--- Exercise data ---

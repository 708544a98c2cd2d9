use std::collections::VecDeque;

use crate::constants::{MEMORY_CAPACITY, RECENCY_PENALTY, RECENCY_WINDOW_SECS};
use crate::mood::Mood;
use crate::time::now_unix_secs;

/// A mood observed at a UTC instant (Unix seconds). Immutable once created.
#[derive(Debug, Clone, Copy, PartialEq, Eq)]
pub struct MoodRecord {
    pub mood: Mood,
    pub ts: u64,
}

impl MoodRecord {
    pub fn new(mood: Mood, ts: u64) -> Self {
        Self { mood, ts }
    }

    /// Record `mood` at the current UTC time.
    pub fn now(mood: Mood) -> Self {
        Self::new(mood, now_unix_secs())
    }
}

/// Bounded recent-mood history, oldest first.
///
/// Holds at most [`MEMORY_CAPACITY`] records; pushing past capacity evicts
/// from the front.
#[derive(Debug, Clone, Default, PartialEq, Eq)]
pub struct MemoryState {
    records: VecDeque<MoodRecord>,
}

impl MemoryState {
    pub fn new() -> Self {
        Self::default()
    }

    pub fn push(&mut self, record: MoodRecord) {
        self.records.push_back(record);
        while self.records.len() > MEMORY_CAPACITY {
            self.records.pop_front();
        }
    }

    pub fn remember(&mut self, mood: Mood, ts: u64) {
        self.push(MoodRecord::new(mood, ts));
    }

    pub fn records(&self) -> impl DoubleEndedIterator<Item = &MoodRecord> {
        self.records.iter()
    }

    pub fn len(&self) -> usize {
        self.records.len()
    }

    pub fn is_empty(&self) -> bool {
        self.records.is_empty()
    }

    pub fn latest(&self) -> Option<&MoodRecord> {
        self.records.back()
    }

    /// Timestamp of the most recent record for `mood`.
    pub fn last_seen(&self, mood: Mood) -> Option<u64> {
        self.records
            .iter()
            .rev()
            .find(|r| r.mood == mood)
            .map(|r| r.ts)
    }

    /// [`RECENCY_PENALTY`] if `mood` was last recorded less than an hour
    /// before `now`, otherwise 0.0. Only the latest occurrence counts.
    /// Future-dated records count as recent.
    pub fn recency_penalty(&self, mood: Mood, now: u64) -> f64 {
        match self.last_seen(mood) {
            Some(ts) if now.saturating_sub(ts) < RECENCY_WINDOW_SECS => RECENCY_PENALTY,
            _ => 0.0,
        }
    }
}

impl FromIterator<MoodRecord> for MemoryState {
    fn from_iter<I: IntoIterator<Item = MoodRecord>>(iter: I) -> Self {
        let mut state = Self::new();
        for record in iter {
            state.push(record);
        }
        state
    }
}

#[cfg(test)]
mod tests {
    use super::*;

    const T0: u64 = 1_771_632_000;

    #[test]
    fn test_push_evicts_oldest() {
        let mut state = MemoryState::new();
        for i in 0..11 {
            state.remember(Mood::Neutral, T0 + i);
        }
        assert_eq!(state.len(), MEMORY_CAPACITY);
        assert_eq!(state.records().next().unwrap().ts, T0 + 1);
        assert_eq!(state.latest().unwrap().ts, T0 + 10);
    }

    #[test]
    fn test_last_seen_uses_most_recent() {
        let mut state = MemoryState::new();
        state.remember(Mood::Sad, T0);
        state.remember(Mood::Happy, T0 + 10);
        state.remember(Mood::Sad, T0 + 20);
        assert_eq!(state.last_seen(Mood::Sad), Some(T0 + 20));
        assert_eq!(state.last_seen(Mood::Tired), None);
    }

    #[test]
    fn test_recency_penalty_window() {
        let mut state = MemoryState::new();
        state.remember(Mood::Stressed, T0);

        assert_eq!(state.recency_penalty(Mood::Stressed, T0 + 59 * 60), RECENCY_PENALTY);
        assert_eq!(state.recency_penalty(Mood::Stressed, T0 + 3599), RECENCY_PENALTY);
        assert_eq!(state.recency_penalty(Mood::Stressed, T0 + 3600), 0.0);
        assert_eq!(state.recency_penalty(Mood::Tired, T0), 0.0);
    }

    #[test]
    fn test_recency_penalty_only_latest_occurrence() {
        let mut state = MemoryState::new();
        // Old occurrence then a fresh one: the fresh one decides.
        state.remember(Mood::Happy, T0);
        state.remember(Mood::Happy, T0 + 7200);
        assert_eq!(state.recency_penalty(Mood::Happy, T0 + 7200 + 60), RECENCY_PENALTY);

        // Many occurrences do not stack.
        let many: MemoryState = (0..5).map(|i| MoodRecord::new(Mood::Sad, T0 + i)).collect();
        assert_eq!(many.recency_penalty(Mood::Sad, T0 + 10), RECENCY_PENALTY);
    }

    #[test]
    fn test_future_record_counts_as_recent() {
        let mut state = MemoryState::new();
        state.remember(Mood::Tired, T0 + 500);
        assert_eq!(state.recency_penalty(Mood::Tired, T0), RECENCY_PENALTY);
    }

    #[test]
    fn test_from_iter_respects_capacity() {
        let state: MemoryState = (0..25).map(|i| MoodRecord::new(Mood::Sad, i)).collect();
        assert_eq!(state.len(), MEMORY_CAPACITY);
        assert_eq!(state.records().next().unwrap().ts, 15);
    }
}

---
--- Exercise data ---

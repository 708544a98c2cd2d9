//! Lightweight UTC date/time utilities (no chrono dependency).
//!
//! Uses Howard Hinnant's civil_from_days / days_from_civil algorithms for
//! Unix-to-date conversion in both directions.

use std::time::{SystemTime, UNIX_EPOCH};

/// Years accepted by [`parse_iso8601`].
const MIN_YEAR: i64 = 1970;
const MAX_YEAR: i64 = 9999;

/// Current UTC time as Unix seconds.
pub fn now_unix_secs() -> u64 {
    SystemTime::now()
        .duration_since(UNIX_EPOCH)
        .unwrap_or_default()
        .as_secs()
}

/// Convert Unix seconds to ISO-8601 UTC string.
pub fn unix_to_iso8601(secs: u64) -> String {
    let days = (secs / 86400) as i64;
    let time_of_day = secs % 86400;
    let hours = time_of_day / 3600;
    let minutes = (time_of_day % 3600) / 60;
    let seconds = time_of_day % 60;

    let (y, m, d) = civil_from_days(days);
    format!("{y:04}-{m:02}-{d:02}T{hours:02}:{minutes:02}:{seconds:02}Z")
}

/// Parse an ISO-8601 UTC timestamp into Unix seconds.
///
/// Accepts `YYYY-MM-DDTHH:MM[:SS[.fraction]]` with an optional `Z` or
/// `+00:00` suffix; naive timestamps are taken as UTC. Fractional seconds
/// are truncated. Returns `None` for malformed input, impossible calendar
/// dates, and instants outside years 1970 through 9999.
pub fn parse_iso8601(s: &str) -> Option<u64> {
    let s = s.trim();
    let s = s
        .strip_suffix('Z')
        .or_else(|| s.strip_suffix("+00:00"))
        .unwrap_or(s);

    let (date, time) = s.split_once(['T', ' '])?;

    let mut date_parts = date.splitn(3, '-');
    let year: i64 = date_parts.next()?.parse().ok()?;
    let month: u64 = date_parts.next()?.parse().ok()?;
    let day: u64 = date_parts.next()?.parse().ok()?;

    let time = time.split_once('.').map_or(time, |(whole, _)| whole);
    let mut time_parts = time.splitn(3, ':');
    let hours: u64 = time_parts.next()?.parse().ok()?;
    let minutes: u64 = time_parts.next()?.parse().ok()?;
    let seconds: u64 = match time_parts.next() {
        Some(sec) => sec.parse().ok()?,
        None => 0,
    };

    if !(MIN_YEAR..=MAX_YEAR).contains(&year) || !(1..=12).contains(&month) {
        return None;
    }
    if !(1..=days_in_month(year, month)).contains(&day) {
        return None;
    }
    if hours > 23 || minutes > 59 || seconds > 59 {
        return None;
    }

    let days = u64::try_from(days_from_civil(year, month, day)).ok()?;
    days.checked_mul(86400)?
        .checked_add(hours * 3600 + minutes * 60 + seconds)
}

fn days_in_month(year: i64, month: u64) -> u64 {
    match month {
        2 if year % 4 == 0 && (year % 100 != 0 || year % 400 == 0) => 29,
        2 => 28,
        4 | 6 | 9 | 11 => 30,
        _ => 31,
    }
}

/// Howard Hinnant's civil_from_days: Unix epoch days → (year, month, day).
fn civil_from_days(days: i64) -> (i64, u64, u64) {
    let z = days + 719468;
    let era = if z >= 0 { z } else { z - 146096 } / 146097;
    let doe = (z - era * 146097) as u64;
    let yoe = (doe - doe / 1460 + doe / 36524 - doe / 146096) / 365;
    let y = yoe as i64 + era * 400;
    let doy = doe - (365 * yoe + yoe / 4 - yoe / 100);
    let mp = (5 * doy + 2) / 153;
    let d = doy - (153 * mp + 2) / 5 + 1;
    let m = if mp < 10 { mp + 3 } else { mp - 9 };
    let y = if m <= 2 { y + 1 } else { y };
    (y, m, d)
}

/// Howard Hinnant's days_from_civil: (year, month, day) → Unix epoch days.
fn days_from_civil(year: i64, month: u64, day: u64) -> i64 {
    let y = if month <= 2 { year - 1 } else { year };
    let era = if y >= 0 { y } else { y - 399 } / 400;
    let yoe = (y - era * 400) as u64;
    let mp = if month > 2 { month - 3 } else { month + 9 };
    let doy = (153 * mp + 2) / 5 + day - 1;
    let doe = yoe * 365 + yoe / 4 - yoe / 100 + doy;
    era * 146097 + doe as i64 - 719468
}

---

* [Your objective]:
Within the records, filter for lines that contain the word "contains" and show each one.

* [Expected answer]:
    if !(MIN_YEAR..=MAX_YEAR).contains(&year) || !(1..=12).contains(&month) {
    if !(1..=days_in_month(year, month)).contains(&day) {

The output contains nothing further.